As a synod, we choose to “walk together.” We are like-minded and like-behaving. There are other “walkers” who we could choose to walk with, but do we want to include them in our circle? Should we emphasize the similarities or the differences in our beliefs and behaviors? How much variation can we tolerate? When one concludes that we are “simply doing what the Bible says,” it is much more difficult to tolerate diversity. What is essential? What is adiaphora? What is negotiable? These are all easy to answer when you talk only to like-minded people. It gets to be much more difficult when talking to people who do not begin with your assumptions. And keep in mind I am speaking about other Christians only: those who accept fully the authority of Scriptures, who are fully committed to the divinity and Lordship of Christ, those who are trying to be faithful, honest, and striving to follow where the Spirit leads. Unfortunately, some of us would rather be confident than faithful.

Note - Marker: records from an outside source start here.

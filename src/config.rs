use anyhow::Result;
use serde::Deserialize;

#[derive(Debug, Clone, Deserialize)]
pub struct Config {
    pub arena: ArenaConfig,
    pub audio: AudioConfig,
    pub session: SessionTimingConfig,
}

#[derive(Debug, Clone, Deserialize)]
pub struct ArenaConfig {
    /// Default agent endpoint, overridable on the command line.
    pub endpoint: String,
}

#[derive(Debug, Clone, Deserialize)]
pub struct AudioConfig {
    pub sample_rate: u32,
    pub channels: u16,
    pub frame_duration_ms: u64,
}

#[derive(Debug, Clone, Deserialize)]
pub struct SessionTimingConfig {
    pub max_duration_secs: u64,
    pub tick_interval_ms: u64,
}

impl Config {
    pub fn load(path: &str) -> Result<Self> {
        let settings = config::Config::builder()
            .add_source(config::File::with_name(path))
            .build()?;

        Ok(settings.try_deserialize()?)
    }
}

impl Default for Config {
    fn default() -> Self {
        Self {
            arena: ArenaConfig {
                endpoint: "ws://127.0.0.1:8000/api/v1/battles/local/agent-stream".to_string(),
            },
            audio: AudioConfig {
                sample_rate: 16_000,
                channels: 1,
                frame_duration_ms: 20,
            },
            session: SessionTimingConfig {
                max_duration_secs: 120,
                tick_interval_ms: 100,
            },
        }
    }
}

Just how big is the body of Christ? Who can we recognize as “one of us?” “The eye cannot say to hand, ‘I have no need of you’” (1 Cor. 12:21). Our Lord loves others as much as he does us. His Spirit seeks them as it does us. Faithful people respond to the Spirit’s calling in many remarkable ways. I am uncomfortable in immediately dismissing these responses as inauthentic or heretical. I know that I have cultural accretions that adhere to my faith expression: Christmas trees, Easter eggs, vestments, pipe organs, voter’s assemblies, leadership elections, and hymnals to name a few. I know they are not essential, but they are part of my expression. Can’t we allow others to bring with them their foods, clothes, and language? Which other non-biblical (although not anti-biblical) ideas or practices might be allowed? And who gets to decide?
When did you come to start thinking about this topic? Was it a particular moment or experience?
I have been exposed to “others” for most of my life. I am enough of an outsider that I can see alternatives. That, with my natural “religious orientation” places me in the theology and culture confluence. I began writing and speaking about the topic in 1995.
Why is this issue relevant for the church in the U.S. today? Global Christianity?
A major problem for many Christians is their assumption that they are “simply doing what the Bible says.” Consider that virtually any Christian denomination which accepts the authority of Scripture includes in their official self-description some statement to the effect that “we’re doing and believing only what the Bible says,” and even a cursory investigation shows how varied and contradictory these statements are when compared with each other. We are often blind to the social-cultural and therefore unaware of how cultural assumptions are brought in to our read of the unchanging texts of Scripture. Choices are being made. Interpretations are understood as simple translation.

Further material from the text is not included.